New Canadian citizenship law might affect you

Canadian citizenship test

The Canadian parliament changed the Canadian Citizenship Act on April 2009. These changes affect who can inherit citizenship from their parent, posing a risk that, in some case, children of Canadian citizens will be stateless. Will it affect you?

Basically, these changes seem to create two distinct classes of citizenship, with the second class having no right to pass on their citizenship to their children.

You have a 1st class Canadian Citizenship if you are

  • Born in Canada, or
  • Naturalized citizens (after immigrating to Canada)

You will continue to have the right to pass on your citizenship to your children, even if they are born outside Canada.

You have a 2nd class Canadian Citizenship if you are

    • Born abroad to a Canadian citizen parent or
    • Foreign-born adopted children of Canadian citizens who were granted citizenship. You will not have the right to pass on your Canadian citizenship to your children if born outside Canada, nor will your foreign adopted child be entitled to direct grant citizenship.
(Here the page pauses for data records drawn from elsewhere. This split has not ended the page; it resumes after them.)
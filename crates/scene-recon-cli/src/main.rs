use std::fs;
use std::path::{Path, PathBuf};

use anyhow::{Context, Result, ensure};
use clap::Parser;
use serde::{Deserialize, Serialize};

use scene_recon_pipeline::{
    ExportOptions, MstAligner, PrecomputedPairs, ReconstructionConfig, ReconstructionSession,
    Schedule, Topology, list_images, load_views, save_channels, save_points,
    save_poses, step_reconstruct,
};

/// Reconstruct a scene from a folder of images and export it.
#[derive(Debug, Parser)]
#[command(author, version, about = "Pairwise 3D reconstruction and export")]
struct Args {
    /// Scene name; images are read from `<data-dir>/<item>_images`.
    #[arg(long, default_value = "box")]
    item: String,

    /// Number of images to use (the first ones in name order).
    #[arg(long, default_value_t = 2)]
    views: usize,

    #[arg(long, default_value = "sfm_data")]
    data_dir: PathBuf,

    /// Directory of `pair_{a}_{b}.json` predictions. Defaults to
    /// `<data-dir>/<item>_predictions`.
    #[arg(long)]
    predictions: Option<PathBuf>,

    #[arg(long, default_value = "estimation")]
    out_dir: PathBuf,

    /// Optional JSON file with `reconstruction` and `export` sections.
    #[arg(long)]
    config: Option<PathBuf>,

    /// Scene graph: `complete`, `swin-<w>` or `oneref-<r>`.
    #[arg(long)]
    topology: Option<Topology>,

    /// Learning-rate schedule: `linear` or `cosine`.
    #[arg(long)]
    schedule: Option<Schedule>,

    #[arg(long)]
    iterations: Option<usize>,

    /// Also write RGB/depth/confidence images per view.
    #[arg(long)]
    diagnostics: bool,

    /// Write the session snapshot to this path.
    #[arg(long)]
    session: Option<PathBuf>,
}

/// Settings read from `--config`.
#[derive(Debug, Clone, PartialEq, Serialize, Deserialize)]
#[serde(default)]
struct CliConfig {
    reconstruction: ReconstructionConfig,
    export: ExportOptions,
}

impl Default for CliConfig {
    fn default() -> Self {
        let mut reconstruction = ReconstructionConfig::default();
        reconstruction.alignment.schedule = Schedule::Cosine;
        Self {
            reconstruction,
            export: ExportOptions::default(),
        }
    }
}

fn load_json_file<T: serde::de::DeserializeOwned>(path: &Path) -> Result<T> {
    let data = fs::read_to_string(path).with_context(|| format!("failed to read {}", path.display()))?;
    serde_json::from_str(&data).with_context(|| format!("failed to parse {}", path.display()))
}

fn effective_config(args: &Args) -> Result<CliConfig> {
    let mut config = match &args.config {
        Some(path) => load_json_file::<CliConfig>(path)?,
        None => CliConfig::default(),
    };
    if let Some(topology) = args.topology {
        config.reconstruction.topology = topology;
    }
    if let Some(schedule) = args.schedule {
        config.reconstruction.alignment.schedule = schedule;
    }
    if let Some(iterations) = args.iterations {
        config.reconstruction.alignment.iterations = iterations;
    }
    config.export.validate()?;
    Ok(config)
}

/// Run the whole pipeline; returns the paths written.
fn run(args: &Args) -> Result<Vec<PathBuf>> {
    ensure!(args.views > 0, "--views must be at least 1");
    let config = effective_config(args)?;

    let images_dir = args.data_dir.join(format!("{}_images", args.item));
    let paths = list_images(&images_dir, Some(args.views))?;
    ensure!(!paths.is_empty(), "no images found in {}", images_dir.display());
    if paths.len() < args.views {
        log::warn!(
            "requested {} views but {} holds only {}",
            args.views,
            images_dir.display(),
            paths.len()
        );
    }
    let views = load_views(&paths, &config.reconstruction.images)?;

    let mut session =
        ReconstructionSession::with_description(format!("{} ({} views)", args.item, views.len()));
    session.set_config(config.reconstruction.clone())?;
    session.set_input(views)?;

    let predictions = args
        .predictions
        .clone()
        .unwrap_or_else(|| args.data_dir.join(format!("{}_predictions", args.item)));
    let mut model = PrecomputedPairs::new(predictions)?;
    step_reconstruct(&mut session, &mut model, &mut MstAligner::new())?;

    let mut written = Vec::new();
    for as_point_cloud in [false, true] {
        let opts = ExportOptions {
            as_point_cloud,
            ..config.export.clone()
        };
        if let Some(summary) = session.export_model(&args.out_dir, &args.item, &opts)? {
            written.push(summary.path);
        }
    }

    let scene = session.require_scene()?;
    // A lone input view is reconstructed as a duplicated pair; only the
    // original is written.
    let names: Vec<String> = session.views().iter().map(|v| v.name.clone()).collect();
    let poses_path = args.out_dir.join(format!("{}_poses.json", args.item));
    save_poses(&scene.poses()[..names.len()], &names, &poses_path)?;
    written.push(poses_path);

    let ply_path = args.out_dir.join(format!("{}_point_cloud.ply", args.item));
    save_points(&scene.all_points(), None, &ply_path)?;
    written.push(ply_path);

    if args.diagnostics {
        written.extend(save_channels(scene, &args.out_dir.join("diagnostics"), &args.item)?);
    }

    if let Some(path) = &args.session {
        fs::write(path, session.to_json()?)
            .with_context(|| format!("failed to write {}", path.display()))?;
        written.push(path.clone());
    }
    Ok(written)
}

fn main() {
    tracing_subscriber::fmt()
        .with_env_filter(
            tracing_subscriber::EnvFilter::try_from_default_env()
                .unwrap_or_else(|_| tracing_subscriber::EnvFilter::new("info")),
        )
        .init();

    let args = Args::parse();
    match run(&args) {
        Ok(written) => {
            for path in written {
                println!("{}", path.display());
            }
        }
        Err(err) => {
            eprintln!("error: {err:#}");
            std::process::exit(1);
        }
    }
}

#[cfg(test)]
mod tests {
    use super::*;
    use scene_recon_pipeline::test_utils::SyntheticScene;
    use scene_recon_pipeline::persistence::load_poses;
    use tempfile::TempDir;

    /// Two 64x32 images load as 32x16 views when `long_side` is 32.
    fn fixture(dir: &Path, item: &str) -> PathBuf {
        let images = dir.join(format!("{item}_images"));
        let preds = dir.join(format!("{item}_predictions"));
        fs::create_dir_all(&images).unwrap();
        fs::create_dir_all(&preds).unwrap();
        for name in ["a.png", "b.png", "c.png"] {
            image::RgbImage::from_pixel(64, 32, image::Rgb([90, 120, 200]))
                .save(images.join(name))
                .unwrap();
        }
        let synth = SyntheticScene::orbit(3, 32, 16);
        for (a, b) in [(0, 1), (1, 0), (0, 2), (2, 0), (1, 2), (2, 1)] {
            PrecomputedPairs::store(&preds, &synth.predict(a, b)).unwrap();
        }

        let mut config = CliConfig::default();
        config.reconstruction.images.long_side = 32;
        config.reconstruction.alignment.iterations = 5;
        let path = dir.join("config.json");
        fs::write(&path, serde_json::to_string_pretty(&config).unwrap()).unwrap();
        path
    }

    fn args(dir: &Path, config: PathBuf, views: usize) -> Args {
        Args::parse_from([
            "scene-recon".to_string(),
            "--item".into(),
            "box".into(),
            "--views".into(),
            views.to_string(),
            "--data-dir".into(),
            dir.display().to_string(),
            "--out-dir".into(),
            dir.join("estimation").display().to_string(),
            "--config".into(),
            config.display().to_string(),
        ])
    }

    #[test]
    fn writes_the_four_artifacts() {
        let dir = TempDir::new().unwrap();
        let config = fixture(dir.path(), "box");
        let written = run(&args(dir.path(), config, 2)).unwrap();
        let out = dir.path().join("estimation");
        for name in ["box_mesh.glb", "box_pointcloud.glb", "box_poses.json", "box_point_cloud.ply"] {
            assert!(written.contains(&out.join(name)), "missing {name}");
            assert!(out.join(name).exists());
        }
        let poses = load_poses(&out.join("box_poses.json")).unwrap();
        let names: Vec<_> = poses.iter().map(|(n, _)| n.as_str()).collect();
        assert_eq!(names, ["a.png", "b.png"]);
    }

    #[test]
    fn single_view_writes_one_pose() {
        let dir = TempDir::new().unwrap();
        let config = fixture(dir.path(), "box");
        let mut a = args(dir.path(), config, 1);
        a.session = Some(dir.path().join("session.json"));
        run(&a).unwrap();
        let poses = load_poses(&dir.path().join("estimation").join("box_poses.json")).unwrap();
        assert_eq!(poses.len(), 1);
        assert_eq!(poses[0].0, "a.png");
        let snapshot: serde_json::Value =
            serde_json::from_str(&fs::read_to_string(dir.path().join("session.json")).unwrap()).unwrap();
        assert_eq!(snapshot["mode"], "pair_viewer");
    }

    #[test]
    fn three_views_run_iteratively() {
        let dir = TempDir::new().unwrap();
        let config = fixture(dir.path(), "box");
        let mut a = args(dir.path(), config, 3);
        a.session = Some(dir.path().join("session.json"));
        run(&a).unwrap();
        let snapshot: serde_json::Value =
            serde_json::from_str(&fs::read_to_string(dir.path().join("session.json")).unwrap()).unwrap();
        assert_eq!(snapshot["mode"], "iterative");
        assert_eq!(snapshot["exports"].as_array().unwrap().len(), 2);
    }

    #[test]
    fn flags_override_config() {
        let dir = TempDir::new().unwrap();
        let config = fixture(dir.path(), "box");
        let mut a = args(dir.path(), config, 2);
        a.topology = Some(Topology::OneReference { reference: 1 });
        a.schedule = Some(Schedule::Linear);
        let cfg = effective_config(&a).unwrap();
        assert_eq!(cfg.reconstruction.topology, Topology::OneReference { reference: 1 });
        assert_eq!(cfg.reconstruction.alignment.schedule, Schedule::Linear);
        assert_eq!(cfg.reconstruction.images.long_side, 32);
    }

    #[test]
    fn default_schedule_is_cosine() {
        assert_eq!(CliConfig::default().reconstruction.alignment.schedule, Schedule::Cosine);
        let parsed = Args::parse_from(["scene-recon", "--topology", "swin-2"]);
        assert_eq!(parsed.topology, Some(Topology::SlidingWindow { window: 2 }));
        assert_eq!(parsed.views, 2);
    }

    #[test]
    fn missing_images_fail() {
        let dir = TempDir::new().unwrap();
        let a = Args::parse_from([
            "scene-recon".to_string(),
            "--data-dir".into(),
            dir.path().display().to_string(),
        ]);
        assert!(run(&a).is_err());
    }
}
An exception applies for the children born to a Canadian parent (regardless of the generation in which they were born outside Canada) who is working outside the country for the Canadian federal or provincial governments, or serving in the Canadian Forces (not applicable to Canadians employed as locally-engaged staff).

Your children will be Canadian only if the other parent was born in Canada or became a Canadian citizen by immigrating there as a permanent resident and subsequently being granted citizenship (also called naturalization).

The child will be stateless if the child is not entitled to citizenship from either parent, nor to citizenship from the state on whose territory the child is born.

So think twice before about giving birth outside Canada and know the citizenship rules.

Find out if you (or your children) are a Canadian citizen under this new law, by taking the Citizenship and Immigration Canada self-assessment tool (https://www.canada.ca/en/immigration-refugees-citizenship/services/canadian-citizenship/become-canadian-citizen/eligibility/already-citizen.html)

For more information, please check Citizenship and Immigration Canada website.

At the end, this new Canadian citizenship rule seems a bit controversial to us. What do you think?